Q And do you have any reason to doubt the sequence of events?
MR. CARNEY: No, I don’t. The White House and the State Department have made clear that the single adjustment that was made to those talking points by either of those two -- of these two institutions were changing the word "consulate" to "diplomatic facility," because "consulate" was inaccurate. Those talking points originated from the intelligence community. They reflect the IC's best assessments of what they thought had happened.
And I would refer you to numerous reporting -- numerous pieces of reporting by serious journalists and serious publications that demonstrate that people who participated in the assault on Benghazi were aware of what was happening in Cairo and were partly motivated by what was happening in Cairo.
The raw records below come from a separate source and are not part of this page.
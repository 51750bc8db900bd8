//! Modal Component
//!
//! Overlay shell shared by every dialog. Clicking the backdrop closes it.

use leptos::prelude::*;

#[component]
pub fn Modal(
    #[prop(into)] title: String,
    #[prop(into, optional)] description: Option<String>,
    #[prop(into)] on_close: Callback<()>,
    children: Children,
) -> impl IntoView {
    view! {
        <div class="modal-backdrop" on:click=move |_| on_close.run(())>
            <div class="modal" on:click=|ev| ev.stop_propagation()>
                <div class="modal-header">
                    <div>
                        <h2 class="modal-title">{title}</h2>
                        {description.map(|d| view! { <p class="modal-description">{d}</p> })}
                    </div>
                    <button type="button" class="close-btn" on:click=move |_| on_close.run(())>"×"</button>
                </div>
                {children()}
            </div>
        </div>
    }
}
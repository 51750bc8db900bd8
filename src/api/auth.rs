//! Auth Endpoints
//!
//! Registration and sign-in. Token lifetime is the server's business.

use reqwest::Method;
use serde::Serialize;

use super::ApiClient;
use crate::error::ApiResult;
use crate::models::Session;

// ========================
// Argument Structs
// ========================

#[derive(Serialize)]
pub struct RegisterArgs<'a> {
    pub email: &'a str,
    pub name: &'a str,
    pub password: &'a str,
}

#[derive(Serialize)]
pub struct LoginArgs<'a> {
    pub email: &'a str,
    pub password: &'a str,
}

// ========================
// Endpoints
// ========================

impl ApiClient {
    pub async fn register(&self, args: &RegisterArgs<'_>) -> ApiResult<()> {
        self.send(self.request(Method::POST, &["auth", "register"]).json(args)).await
    }

    pub async fn login(&self, args: &LoginArgs<'_>) -> ApiResult<Session> {
        self.fetch(self.request(Method::POST, &["auth", "login"]).json(args), "session").await
    }
}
So that obsession here on what Ambassador Rice said on a Sunday show is simply non-material to the key question of why four Americans died in Benghazi.
Q I understand you want to characterize it as obsession. I’m just talking about what happened yesterday. These are two serious agencies of the federal government -- the CIA and the FBI. The CIA told three senators the FBI did this --
MR. CARNEY: I don't speak for the CIA and the FBI. What I can tell you is the suggestion --
Q But the President is not concerned about --
MR. CARNEY: -- as some of the senators who put out that press release consistently said -- falsely and erroneously and knowingly -- consistently said that we provided those talking points, we at the White House -- that was false and erroneous. And they said it again and again, and they said it on your air.
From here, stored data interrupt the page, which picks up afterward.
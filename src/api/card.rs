//! Card Endpoints
//!
//! Card CRUD plus the dedicated move operation.

use reqwest::Method;
use serde::Serialize;

use super::ApiClient;
use crate::error::ApiResult;
use crate::models::{Card, Priority};

// ========================
// Argument Structs
// ========================

#[derive(Serialize)]
pub struct CreateCardArgs<'a> {
    pub title: &'a str,
    #[serde(skip_serializing_if = "Option::is_none")]
    pub description: Option<&'a str>,
    pub priority: Priority,
}

/// Full edit from the card detail dialog
///
/// `dueDate` is always sent so that `null` clears it.
#[derive(Serialize, Debug, Clone, PartialEq)]
#[serde(rename_all = "camelCase")]
pub struct UpdateCardArgs {
    pub title: String,
    pub description: String,
    pub priority: Priority,
    pub due_date: Option<String>,
    pub labels: Vec<String>,
}

#[derive(Serialize, Debug, Clone, PartialEq, Eq)]
#[serde(rename_all = "camelCase")]
pub struct MoveCardArgs<'a> {
    pub target_list_id: &'a str,
    pub new_position: i32,
}

// ========================
// Endpoints
// ========================

impl ApiClient {
    pub async fn create_card(&self, board_id: &str, list_id: &str, args: &CreateCardArgs<'_>) -> ApiResult<Card> {
        self.fetch(self.request(Method::POST, &["card", board_id, list_id, "cards"]).json(args), "card").await
    }

    pub async fn list_cards(&self, board_id: &str) -> ApiResult<Vec<Card>> {
        self.fetch(self.request(Method::GET, &["card", board_id, "cards"]), "cards").await
    }

    pub async fn update_card(&self, board_id: &str, card_id: &str, args: &UpdateCardArgs) -> ApiResult<Card> {
        self.fetch(self.request(Method::PUT, &["card", board_id, "cards", card_id]).json(args), "card").await
    }

    pub async fn move_card(&self, board_id: &str, card_id: &str, args: &MoveCardArgs<'_>) -> ApiResult<()> {
        log::info!("move card={} -> list={} pos={}", card_id, args.target_list_id, args.new_position);
        self.send(self.request(Method::POST, &["card", board_id, "cards", card_id, "move"]).json(args)).await
    }

    pub async fn delete_card(&self, board_id: &str, card_id: &str) -> ApiResult<()> {
        self.send(self.request(Method::DELETE, &["card", board_id, "cards", card_id])).await
    }
}

#[cfg(test)]
mod tests {
    use super::*;
    use serde_json::json;

    #[test]
    fn test_move_payload_shape() {
        let args = MoveCardArgs { target_list_id: "l2", new_position: 3 };
        assert_eq!(serde_json::to_value(&args).unwrap(), json!({"targetListId": "l2", "newPosition": 3}));
    }

    #[test]
    fn test_update_sends_null_due_date() {
        let args = UpdateCardArgs {
            title: "Fix login".into(),
            description: String::new(),
            priority: Priority::Urgent,
            due_date: None,
            labels: vec!["bug".into()],
        };
        let value = serde_json::to_value(&args).unwrap();
        assert_eq!(value["priority"], "urgent");
        assert!(value["dueDate"].is_null());
        assert_eq!(value["labels"], json!(["bug"]));
    }

    #[test]
    fn test_create_card_omits_empty_description() {
        let args = CreateCardArgs { title: "New", description: None, priority: Priority::Medium };
        assert_eq!(serde_json::to_value(&args).unwrap(), json!({"title": "New", "priority": "medium"}));
    }
}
Your substitute yesterday claimed that the President made the case that Chris Stevens -- made the case that the video was responsible and led to the violence in Benghazi at a speech at UNGA, which is false and erroneous. That's not the case. I encourage you to go read the speech.
We have to get our facts straight when we’re talking about this story, okay? There was basic information developed by the intelligence community that was provided to Ambassador Rice, to Capitol Hill, to me and others. We used that to describe what we understood to be known at the time in the immediate aftermath of Benghazi. As we learned more information, we made it available. That's the long and short of it.
What the President cares about, what he believes his responsibility is as Commander-in-Chief is to find out who was responsible and bring them to justice, and to make sure that we take action to ensure that what happened in Benghazi does not happen again.
Q On the fiscal cliff, you said a moment ago that there are some ideas on revenue that look good on paper but are not politically realistic. What are those?
MR. CARNEY: Well, again, I’m not going to get into specifics, but there have been --
Q But you know what they are.
MR. CARNEY: Well, look, I think that --
Q You wouldn’t have said if you didn't have an idea.
MR. CARNEY: Sure, broadly speaking, when we -- you look at proposals that suggest you can achieve -- and you can on paper -- very large revenue targets purely through eliminating deductions and caps, there are only -- really basically there are two ways to do that. The middle class gets hit hard because you raise taxes on the middle class.
Q Through what?
MR. CARNEY: Through various closures of loopholes and deductions.
Q -- mortgage deduction and charitable deductions?
MR. CARNEY: Those are two that come to mind. Those two -- so to achieve significant -- you can either go after the middle class, which the President has made clear is a nonstarter, and again, going after the middle class to protect the wealthiest 2 percent, or you suggest changes to our tax code when it comes to deductions and loopholes that are unrealistic politically, that Democrats and Republicans will not vote for; that you can achieve it on paper but --
Q -- in those --
MR. CARNEY: -- again in those areas, but depending on how you slice and dice --
Q You're referring to the mortgage deduction and charitable deductions?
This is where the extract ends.